Disney’s Not Clowning Around

Entertainment mainstay gains in hot market

It’s no joke when your company’s stock rises more than 30%, outdoing the S&P 500 in a year when the index gained a robust 20%. Not only did Disney do just that in 1996, but by some indications, its shares still haven’t come to a halt.

Since the folks signing Mickey Mouse’s paycheck appeared in BLACK ENTERPRISE last August, Disney’s shares have leapt from $62.38 to $82.13 a share, a 31% gain that would have turned $1,000 invested into $1,310 over the course of the year. Hamilton Lewis, principal of Hamilton Lewis Capital Management in Houston and the money manager who chose the stock (800-848-7141), says the fun isn’t over, and Disney could well surpass $ 100 in the next 12 months ahead. “You’ve got a premier entertainment company, a superb franchise, not only a major movie producer but ESPN, ESPN2 and ABC as well,” he says, “This company has almost every facet of media covered.”

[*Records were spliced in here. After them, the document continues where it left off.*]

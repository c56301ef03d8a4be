// Copyright 2025 the Mosaic Authors
// SPDX-License-Identifier: Apache-2.0 OR MIT

use core::ops::Range;

use kurbo::{Point, Rect, Size, Vec2};

use crate::util::{ceil, ceil_to_isize, cell_coord, fit_count, floor_to_isize};
use crate::{Layout, LayoutConfig, LayoutKind, LayoutState};

/// The order in which items fill a single page.
#[derive(Copy, Clone, Debug, PartialEq, Eq, Hash)]
pub enum PageOrder {
    /// Fill each row left to right, then move down.
    RowMajor,
    /// Fill each column top to bottom, then move right.
    ColumnMajor,
}

impl PageOrder {
    /// Splits an in-page index into `(column, row)`.
    #[must_use]
    pub const fn column_row(
        self,
        in_page: usize,
        per_row: usize,
        per_column: usize,
    ) -> (usize, usize) {
        match self {
            Self::RowMajor => (in_page % per_row, in_page / per_row),
            Self::ColumnMajor => (in_page / per_column, in_page % per_column),
        }
    }

    /// Combines `(column, row)` into an in-page index.
    #[must_use]
    pub const fn in_page_index(
        self,
        column: usize,
        row: usize,
        per_row: usize,
        per_column: usize,
    ) -> usize {
        match self {
            Self::RowMajor => column + row * per_row,
            Self::ColumnMajor => row + column * per_column,
        }
    }
}

/// Viewport-sized pages of items, laid out side by side along x.
///
/// Each page holds `per_row * per_column` items. Pages are exactly one viewport
/// wide, so a paging scroll container lands on page boundaries.
#[derive(Clone, Debug)]
pub struct PagedLayout {
    order: PageOrder,
    config: LayoutConfig,
    state: LayoutState,
    items_per_row: usize,
    items_per_column: usize,
}

impl PagedLayout {
    /// Creates an unconfigured paged layout that fills pages in `order`.
    #[must_use]
    pub fn new(order: PageOrder) -> Self {
        Self {
            order,
            config: LayoutConfig::default(),
            state: LayoutState::default(),
            items_per_row: 1,
            items_per_column: 1,
        }
    }

    /// The in-page fill order.
    #[must_use]
    pub fn order(&self) -> PageOrder {
        self.order
    }

    /// Items in each row of a page.
    #[must_use]
    pub fn items_per_row(&self) -> usize {
        self.items_per_row.max(1)
    }

    /// Items in each column of a page.
    #[must_use]
    pub fn items_per_column(&self) -> usize {
        self.items_per_column.max(1)
    }

    /// Items on each page.
    #[must_use]
    pub fn items_per_page(&self) -> usize {
        self.items_per_row().saturating_mul(self.items_per_column())
    }

    /// Number of pages needed for the current item count.
    #[must_use]
    pub fn page_count(&self) -> usize {
        self.state.item_count.div_ceil(self.items_per_page())
    }

    /// Width of one page.
    #[must_use]
    pub fn page_width(&self) -> f64 {
        self.state.bounds.width()
    }

    /// The page holding `index`.
    #[must_use]
    pub fn page_for_index(&self, index: usize) -> usize {
        index / self.items_per_page()
    }

    /// Column of `index` within its page.
    #[must_use]
    pub fn column_for_index(&self, index: usize) -> usize {
        self.decompose(index).0
    }

    /// Row of `index` within its page.
    #[must_use]
    pub fn row_for_index(&self, index: usize) -> usize {
        self.decompose(index).1
    }

    /// Flat index of the item at `(column, row)` on `page`.
    ///
    /// Returns `None` if the column or row lies outside a page.
    #[must_use]
    pub fn index_for(&self, column: usize, row: usize, page: usize) -> Option<usize> {
        let (per_row, per_column) = (self.items_per_row(), self.items_per_column());
        if column >= per_row || row >= per_column {
            return None;
        }
        let in_page = self.order.in_page_index(column, row, per_row, per_column);
        page.checked_mul(self.items_per_page())?.checked_add(in_page)
    }

    fn decompose(&self, index: usize) -> (usize, usize) {
        self.order.column_row(
            index % self.items_per_page(),
            self.items_per_row(),
            self.items_per_column(),
        )
    }

    /// The page containing content x-coordinate `x`.
    ///
    /// This is the smallest page `p` whose right edge `(p + 1) * width` is at
    /// or past `x`, so a point exactly on a boundary belongs to the page on its
    /// left. Returns `None` when pages have no width.
    #[must_use]
    pub fn page_at_x(&self, x: f64) -> Option<usize> {
        let width = self.page_width();
        if width <= 0.0 || !x.is_finite() {
            return None;
        }
        let page = ceil_to_isize(x / width).saturating_sub(1).max(0);
        usize::try_from(page).ok()
    }

    /// Left edge of `page` in content coordinates.
    #[must_use]
    pub fn page_origin_x(&self, page: usize) -> f64 {
        page as f64 * self.page_width()
    }
}

impl Layout for PagedLayout {
    fn kind(&self) -> LayoutKind {
        match self.order {
            PageOrder::RowMajor => LayoutKind::HorizontalPagedLeftToRight,
            PageOrder::ColumnMajor => LayoutKind::HorizontalPagedTopToBottom,
        }
    }

    fn requires_paging(&self) -> bool {
        true
    }

    fn configure(&mut self, config: LayoutConfig) {
        self.config = config;
    }

    fn config(&self) -> &LayoutConfig {
        &self.config
    }

    fn rebase(&mut self, item_count: usize, bounds: Rect) {
        self.state.begin(item_count, bounds);
        let config = self.config;
        let pitch = config.pitch();
        let min = config.min_insets;
        self.items_per_row = fit_count(
            bounds.width() - min.x0 - min.x1,
            config.item_size.width,
            config.spacing,
        );
        self.items_per_column = fit_count(
            bounds.height() - min.y0 - min.y1,
            config.item_size.height,
            config.spacing,
        );

        // Insets are derived from one full page, whatever its fill; every page
        // shares them.
        let page = Size::new(
            ceil(self.items_per_row() as f64 * pitch.x) - config.spacing,
            ceil(self.items_per_column() as f64 * pitch.y) - config.spacing,
        );
        self.state.settle(&config, bounds.size(), page);
        self.state.content_size = Size::new(
            self.page_width() * self.page_count() as f64,
            bounds.height(),
        );
    }

    fn state(&self) -> &LayoutState {
        &self.state
    }

    fn origin_for_index(&self, index: usize) -> Point {
        let page = self.page_for_index(index);
        let (column, row) = self.decompose(index);
        let pitch = self.config.pitch();
        self.state.tile_origin()
            + Vec2::new(
                self.page_origin_x(page) + column as f64 * pitch.x,
                row as f64 * pitch.y,
            )
    }

    fn index_at_point(&self, point: Point) -> Option<usize> {
        let page = self.page_at_x(point.x)?;
        let pitch = self.config.pitch();
        let local = point - self.state.tile_origin() - Vec2::new(self.page_origin_x(page), 0.0);
        let column = cell_coord(local.x, pitch.x)?;
        let row = cell_coord(local.y, pitch.y)?;
        let index = self.index_for(column, row, page)?;
        if index >= self.state.item_count || !self.frame_for_index(index).contains(point) {
            return None;
        }
        Some(index)
    }

    fn visible_range(&self, offset: Point) -> Range<usize> {
        let count = self.state.item_count;
        let width = self.page_width();
        if width <= 0.0 {
            return 0..count;
        }
        let per_page = self.items_per_page();
        let page = floor_to_isize(offset.x / width).max(0) as usize;
        let start = page
            .saturating_sub(1)
            .saturating_mul(per_page)
            .min(count);
        let end = start
            .saturating_add(per_page.saturating_mul(3))
            .min(count);
        start..end
    }
}

#[cfg(test)]
mod tests {
    use super::{PageOrder, PagedLayout};
    use crate::{Layout, LayoutConfig};
    use kurbo::{Insets, Point, Rect, Size};

    fn pages(order: PageOrder, count: usize) -> PagedLayout {
        let mut layout = PagedLayout::new(order);
        layout.configure(LayoutConfig::new(
            Size::new(100.0, 100.0),
            10.0,
            Insets::uniform(5.0),
            false,
        ));
        // 3 x 2 items per page.
        layout.rebase(count, Rect::new(0.0, 0.0, 330.0, 225.0));
        layout
    }

    #[test]
    fn page_order_round_trips() {
        for order in [PageOrder::RowMajor, PageOrder::ColumnMajor] {
            for in_page in 0..12 {
                let (column, row) = order.column_row(in_page, 4, 3);
                assert!(column < 4 && row < 3);
                assert_eq!(order.in_page_index(column, row, 4, 3), in_page);
            }
        }
    }

    #[test]
    fn row_major_fills_rows_first() {
        let layout = pages(PageOrder::RowMajor, 20);
        assert_eq!(layout.items_per_row(), 3);
        assert_eq!(layout.items_per_column(), 2);
        assert_eq!(layout.origin_for_index(1), Point::new(115.0, 5.0));
        assert_eq!(layout.origin_for_index(3), Point::new(5.0, 115.0));
        // Index 6 starts the second page.
        assert_eq!(layout.origin_for_index(6), Point::new(335.0, 5.0));
    }

    #[test]
    fn column_major_fills_columns_first() {
        let layout = pages(PageOrder::ColumnMajor, 20);
        assert_eq!(layout.origin_for_index(1), Point::new(5.0, 115.0));
        assert_eq!(layout.origin_for_index(2), Point::new(115.0, 5.0));
        assert_eq!(layout.origin_for_index(7), Point::new(335.0, 115.0));
    }

    #[test]
    fn decomposition_helpers_agree() {
        for order in [PageOrder::RowMajor, PageOrder::ColumnMajor] {
            let layout = pages(order, 20);
            for index in 0..20 {
                let page = layout.page_for_index(index);
                let column = layout.column_for_index(index);
                let row = layout.row_for_index(index);
                assert_eq!(layout.index_for(column, row, page), Some(index));
            }
            assert_eq!(layout.index_for(3, 0, 0), None);
            assert_eq!(layout.index_for(0, 2, 0), None);
        }
    }

    #[test]
    fn content_is_whole_pages() {
        let layout = pages(PageOrder::RowMajor, 13);
        assert_eq!(layout.page_count(), 3);
        assert_eq!(layout.content_size(), Size::new(990.0, 225.0));
    }

    #[test]
    fn page_boundaries_belong_to_the_left_page() {
        let layout = pages(PageOrder::RowMajor, 20);
        assert_eq!(layout.page_at_x(0.0), Some(0));
        assert_eq!(layout.page_at_x(330.0), Some(0));
        assert_eq!(layout.page_at_x(330.5), Some(1));
        assert_eq!(layout.page_at_x(-40.0), Some(0));
    }

    #[test]
    fn hits_resolve_on_later_pages() {
        for order in [PageOrder::RowMajor, PageOrder::ColumnMajor] {
            let layout = pages(order, 20);
            for index in 0..20 {
                let center = layout.frame_for_index(index).center();
                assert_eq!(layout.index_at_point(center), Some(index), "{order:?}");
            }
        }
    }

    #[test]
    fn visible_range_spans_three_pages() {
        let layout = pages(PageOrder::RowMajor, 40);
        assert_eq!(layout.visible_range(Point::ZERO), 0..18);
        assert_eq!(layout.visible_range(Point::new(660.0, 0.0)), 6..24);
        assert_eq!(layout.visible_range(Point::new(2000.0, 0.0)), 30..40);
    }

    #[test]
    fn centering_uses_a_full_page_at_any_fill() {
        let mut layout = PagedLayout::new(PageOrder::RowMajor);
        layout.configure(LayoutConfig::new(
            Size::new(100.0, 100.0),
            10.0,
            Insets::uniform(5.0),
            true,
        ));
        let bounds = Rect::new(0.0, 0.0, 330.0, 225.0);
        for count in [1, 2, 6, 7, 13] {
            layout.rebase(count, bounds);
            assert_eq!(layout.origin_for_index(0), Point::new(5.0, 7.0), "{count} items");
        }
        layout.rebase(2, bounds);
        assert_eq!(layout.origin_for_index(1), Point::new(115.0, 7.0));
    }

    #[test]
    fn zero_width_pages_do_not_hang() {
        let mut layout = PagedLayout::new(PageOrder::RowMajor);
        layout.configure(LayoutConfig::default());
        layout.rebase(5, Rect::ZERO);
        assert_eq!(layout.page_at_x(100.0), None);
        assert_eq!(layout.index_at_point(Point::new(100.0, 0.0)), None);
        assert_eq!(layout.visible_range(Point::ZERO), 0..5);
    }
}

The outlook for Disney is favorable on Wall Street too. At the end of March, entertainment stocks had gained 10% on average, outperforming the S&P 500. As one of the biggest movie houses in Hollywood, Disney should benefit from an increase in demand for programming brought about by growth in cable television. Disneyland, Disney World and the company’s trademark theme parks, meanwhile, are enjoying a boom period, with operating income up 17% in the most recent fiscal quarter.

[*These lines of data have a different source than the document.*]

// Copyright 2025 the Mosaic Authors
// SPDX-License-Identifier: Apache-2.0 OR MIT

//! Pinch-to-expand: two-finger gestures lift an item into the overlay, scale,
//! rotate and pan its content, and on release either commit it to a
//! full-size presentation or send it back to its slot.
//!
//! Pinch, rotation and two-finger pan are tracked as a set of active
//! recognizers. The commit-or-collapse decision runs when the last of them
//! ends. The commit decision looks at the accumulated content scale, so a
//! full-size item that is pinched again restarts from
//! [`TransformConfig::reentry_scale`](crate::TransformConfig::reentry_scale)
//! and collapses only if pinched back below the commit threshold.

use kurbo::{Point, Rect, Vec2};
use mosaic_layout::Layout;
use mosaic_pool::{CellContent, CellHost, CellId, ContentTransform, FullSizeContent};

use crate::request::Transition;
use crate::{
    AnimationSubject, DataSource, GesturePhase, GestureTarget, GridView, HostRequest,
    ScrollPosition,
};

bitflags::bitflags! {
    /// The transform recognizers currently in progress.
    #[derive(Clone, Copy, Debug, PartialEq, Eq, Hash, Default)]
    pub struct TransformGestures: u8 {
        /// Pinch.
        const PINCH    = 0b0000_0001;
        /// Rotation.
        const ROTATION = 0b0000_0010;
        /// Two-finger pan.
        const PAN      = 0b0000_0100;
    }
}

/// Progress of the pinch-to-expand interaction.
#[derive(Copy, Clone, Debug, PartialEq, Eq, Hash, Default)]
pub enum TransformState {
    /// No item is transformed.
    #[default]
    Idle,
    /// Gestures are driving `cell`'s content.
    Live {
        /// The lifted cell.
        cell: CellId,
    },
    /// `cell` shows its full-size content.
    FullSize {
        /// The expanded cell.
        cell: CellId,
    },
    /// `cell` is animating back to its slot.
    Collapsing {
        /// The released cell.
        cell: CellId,
    },
}

impl TransformState {
    /// The cell involved, if any.
    pub fn cell(self) -> Option<CellId> {
        match self {
            Self::Idle => None,
            Self::Live { cell } | Self::FullSize { cell } | Self::Collapsing { cell } => {
                Some(cell)
            }
        }
    }

    /// Returns `true` while gestures drive an item or it is expanded.
    pub fn is_transforming(self) -> bool {
        matches!(self, Self::Live { .. } | Self::FullSize { .. })
    }

    /// Returns `true` in any state but `Idle`.
    pub fn is_active(self) -> bool {
        self != Self::Idle
    }
}

/// Per-gesture values needed to turn absolute recognizer readings into deltas.
#[derive(Copy, Clone, Debug)]
pub(crate) struct TransformTracker {
    pub(crate) active: TransformGestures,
    pub(crate) last_scale: f64,
    pub(crate) last_rotation: f64,
}

impl Default for TransformTracker {
    fn default() -> Self {
        Self {
            active: TransformGestures::empty(),
            last_scale: 1.0,
            last_rotation: 0.0,
        }
    }
}

impl TransformTracker {
    fn rebase(&mut self) {
        self.last_scale = 1.0;
        self.last_rotation = 0.0;
    }
}

impl<V: CellContent, D: DataSource<V>> GridView<V, D> {
    /// Feeds the pinch recognizer.
    ///
    /// `scale` is the recognizer's cumulative scale (1.0 at `Began`) and
    /// `location` its centroid in content coordinates.
    pub fn pinch(&mut self, phase: GesturePhase, scale: f64, location: Point) {
        match phase {
            GesturePhase::Began => self.transform_began(TransformGestures::PINCH, location),
            GesturePhase::Changed => self.pinch_changed(scale),
            _ => self.transform_ended(TransformGestures::PINCH),
        }
    }

    /// Feeds the rotation recognizer. `rotation` is cumulative, in radians.
    pub fn rotation(&mut self, phase: GesturePhase, rotation: f64, location: Point) {
        match phase {
            GesturePhase::Began => self.transform_began(TransformGestures::ROTATION, location),
            GesturePhase::Changed => {
                let delta = rotation - self.gestures.last_rotation;
                self.gestures.last_rotation = rotation;
                if let Some(cell) = self.live_cell() {
                    cell.content_transform.rotation += delta;
                }
            }
            _ => self.transform_ended(TransformGestures::ROTATION),
        }
    }

    /// Feeds the two-finger pan recognizer.
    ///
    /// `delta` is the movement since the previous event and `touches` the
    /// number of fingers down. Losing a finger ends the pan.
    pub fn transform_pan(
        &mut self,
        phase: GesturePhase,
        delta: Vec2,
        touches: usize,
        location: Point,
    ) {
        match phase {
            GesturePhase::Began => {
                self.outbox.push(HostRequest::SetScrollEnabled(false));
                self.transform_began(TransformGestures::PAN, location);
            }
            GesturePhase::Changed if touches != 2 => self.transform_ended(TransformGestures::PAN),
            GesturePhase::Changed => {
                if let Some(cell) = self.live_cell() {
                    cell.content_transform.translation += delta;
                }
            }
            _ => self.transform_ended(TransformGestures::PAN),
        }
    }

    fn live_cell(&mut self) -> Option<&mut mosaic_pool::Cell<V>> {
        match self.transform {
            TransformState::Live { cell } => self.pool.get_mut(cell),
            _ => None,
        }
    }

    fn transform_began(&mut self, gesture: TransformGestures, location: Point) {
        self.gestures.active.insert(gesture);
        match self.transform {
            TransformState::FullSize { cell } => self.reenter_transform(cell),
            TransformState::Idle => {
                if let Some(index) = self.layout.index_at_point(location) {
                    self.transform_begin_at(index);
                }
            }
            TransformState::Live { .. } | TransformState::Collapsing { .. } => {}
        }
    }

    /// Lifts the cell at `index` into the overlay and fetches its full-size
    /// content.
    fn transform_begin_at(&mut self, index: usize) {
        let Some(id) = self.pool.cell_at(index) else {
            return;
        };
        let hint = self.size_hint();
        let bounds = self.overlay.bounds(self.viewport, self.content_offset);
        let Some(delegate) = self.transformer.as_mut() else {
            return;
        };
        let Some(cell) = self.pool.get_mut(id) else {
            return;
        };
        let slot = self.overlay.to_overlay(cell.frame, self.content_offset);
        cell.host = CellHost::Overlay;
        cell.frame = bounds;
        cell.content_frame = slot - bounds.origin().to_vec2();
        cell.content_transform = ContentTransform::IDENTITY;
        cell.backdrop_alpha = 0.0;
        let size = delegate.full_size(cell, index, hint);
        let view = delegate.full_size_view(cell, index);
        cell.full_size = Some(FullSizeContent {
            view,
            size,
            frame: cell.bounds(),
            alpha: 0.0,
        });
        delegate.on_transform_start(cell);
        self.transform = TransformState::Live { cell: id };
        self.gestures.rebase();
        log::debug!("transform began at index {index}");
    }

    fn reenter_transform(&mut self, id: CellId) {
        let config = self.config.transform;
        let crossfade = self.config.show_full_size_while_transforming;
        let Some(cell) = self.pool.get_mut(id) else {
            return;
        };
        let center = cell
            .full_size
            .as_ref()
            .map_or_else(|| cell.bounds().center(), |content| content.frame.center());
        cell.full_size_mode = false;
        cell.content_transform = ContentTransform {
            scale: config.reentry_scale,
            rotation: 0.0,
            translation: center - cell.content_frame.center(),
        };
        let alpha = config.crossfade_alpha(config.reentry_scale);
        cell.backdrop_alpha = alpha.min(config.max_backdrop_alpha);
        if crossfade {
            if let Some(content) = cell.full_size.as_mut() {
                content.alpha = alpha;
            }
            cell.content_alpha = 1.0 - alpha;
        }
        self.transform = TransformState::Live { cell: id };
        self.gestures.rebase();
        log::debug!("transform resumed from full size");
    }

    fn pinch_changed(&mut self, scale: f64) {
        let config = self.config.transform;
        let crossfade = self.config.show_full_size_while_transforming;
        let last = self.gestures.last_scale;
        self.gestures.last_scale = scale;
        let Some(cell) = self.live_cell() else {
            return;
        };
        let current = cell.content_transform.scale;
        if current <= 0.0 || !current.is_finite() || !scale.is_finite() {
            return;
        }
        let factor = (1.0 - (last - scale))
            .max(config.min_scale / current)
            .min(config.max_scale / current);
        let next = current * factor;
        cell.content_transform.scale = next;

        let alpha = config.crossfade_alpha(next);
        cell.backdrop_alpha = alpha.min(config.max_backdrop_alpha);
        if crossfade {
            if let Some(content) = cell.full_size.as_mut() {
                content.alpha = alpha;
            }
            cell.content_alpha = 1.0 - alpha;
        }
    }

    fn transform_ended(&mut self, gesture: TransformGestures) {
        if !self.gestures.active.contains(gesture) {
            return;
        }
        self.gestures.active.remove(gesture);
        if gesture == TransformGestures::PAN {
            self.outbox.push(HostRequest::SetScrollEnabled(true));
        }
        if self.gestures.active.is_empty() {
            self.transform_finish();
        }
    }

    fn transform_finish(&mut self) {
        let TransformState::Live { cell } = self.transform else {
            return;
        };
        let scale = self
            .pool
            .get(cell)
            .map_or(1.0, |cell| cell.content_transform.scale);
        if scale > self.config.transform.commit_scale {
            self.enter_full_size(cell);
        } else {
            self.collapse_transform(cell);
        }
    }

    fn enter_full_size(&mut self, id: CellId) {
        let backdrop = self.config.transform.max_backdrop_alpha;
        let Some(cell) = self.pool.get_mut(id) else {
            return;
        };
        cell.content_transform = ContentTransform::IDENTITY;
        cell.full_size_mode = true;
        cell.backdrop_alpha = backdrop;
        cell.content_alpha = 0.0;
        if let Some(content) = cell.full_size.as_mut() {
            content.alpha = 1.0;
            content.frame = Rect::from_center_size(content.frame.center(), content.size);
        }
        if let Some(delegate) = self.transformer.as_mut() {
            delegate.on_enter_full_size(cell);
        }
        self.transform = TransformState::FullSize { cell: id };
        self.gestures.rebase();
        self.outbox
            .push(HostRequest::TransferGestures(GestureTarget::FullSizeContent(id)));
        let duration = self.config.animation_duration;
        self.animate(AnimationSubject::Cell(id), duration, None);
        log::debug!("transform committed to full size");
    }

    fn collapse_transform(&mut self, id: CellId) {
        let slot = self
            .pool
            .index_of(id)
            .map(|index| {
                self.overlay
                    .to_overlay(self.layout.frame_for_index(index), self.content_offset)
            });
        let Some(cell) = self.pool.get_mut(id) else {
            return;
        };
        cell.full_size_mode = false;
        cell.content_transform = ContentTransform::IDENTITY;
        cell.content_alpha = 1.0;
        cell.backdrop_alpha = 0.0;
        if let Some(content) = cell.full_size.as_mut() {
            content.alpha = 0.0;
        }
        if let Some(slot) = slot {
            cell.content_frame = slot - cell.frame.origin().to_vec2();
        }
        self.transform = TransformState::Collapsing { cell: id };
        self.gestures.rebase();
        log::debug!("transform collapsing");
        let duration = self.config.animation_duration;
        self.animate(
            AnimationSubject::Cell(id),
            duration,
            Some(Transition::TransformCollapsed { cell: id }),
        );
    }

    pub(crate) fn finish_collapse(&mut self, id: CellId) {
        if self.transform != (TransformState::Collapsing { cell: id }) {
            return;
        }
        self.transform = TransformState::Idle;
        self.gestures = TransformTracker::default();
        self.return_transformed_cell(id);
        log::debug!("transform ended");
    }

    /// Puts a cell that left the container for a transform back in its slot,
    /// or recycles it if its item is gone.
    fn return_transformed_cell(&mut self, id: CellId) {
        let index = self.pool.index_of(id);
        let frame = index.map(|index| self.layout.frame_for_index(index));
        if let Some(cell) = self.pool.get_mut(id) {
            if let Some(frame) = frame {
                cell.host = CellHost::Container;
                cell.frame = frame;
            }
            cell.backdrop_alpha = 0.0;
            cell.reset_transform();
            if let Some(delegate) = self.transformer.as_mut() {
                delegate.on_transform_end(cell);
            }
        }
        if index.is_none() {
            self.pool.enqueue(id);
        }
        self.outbox
            .push(HostRequest::TransferGestures(GestureTarget::Container));
    }

    /// Shows the item at `index` at full size straight away, ending any
    /// transform already in progress.
    ///
    /// # Panics
    ///
    /// Panics if `index >= item_count`.
    pub fn display_full_screen(&mut self, index: usize) {
        assert!(
            index < self.item_count,
            "full-screen index {index} out of range for {} items",
            self.item_count
        );
        if let Some(id) = self.transform.cell() {
            self.transform = TransformState::Idle;
            self.gestures = TransformTracker::default();
            self.return_transformed_cell(id);
            self.reload();
        }
        if self.pool.cell_at(index).is_none() {
            self.scroll_to(index, ScrollPosition::Nearest, false);
        }
        self.transform_begin_at(index);
        if let TransformState::Live { cell } = self.transform {
            self.enter_full_size(cell);
        }
    }
}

Analysts feel Disney is on track to grow earnings 17.7% annually for the next five years, compared with 17.4% for the company’s peer group of mediaconglomerates, and a mere 6.7% for the S&P 500. As of this writing, the only thing detracting from Disney’s stock is its price, which now hovers at nearly 30 times projected 1997 earnings, compared with an average price-to-earnings ratio of 20 for the S&P 500. That’s no deterrent to Lewis, however, who says shares have at least a 22% gain ahead this year. “It’s a franchise you have to love.”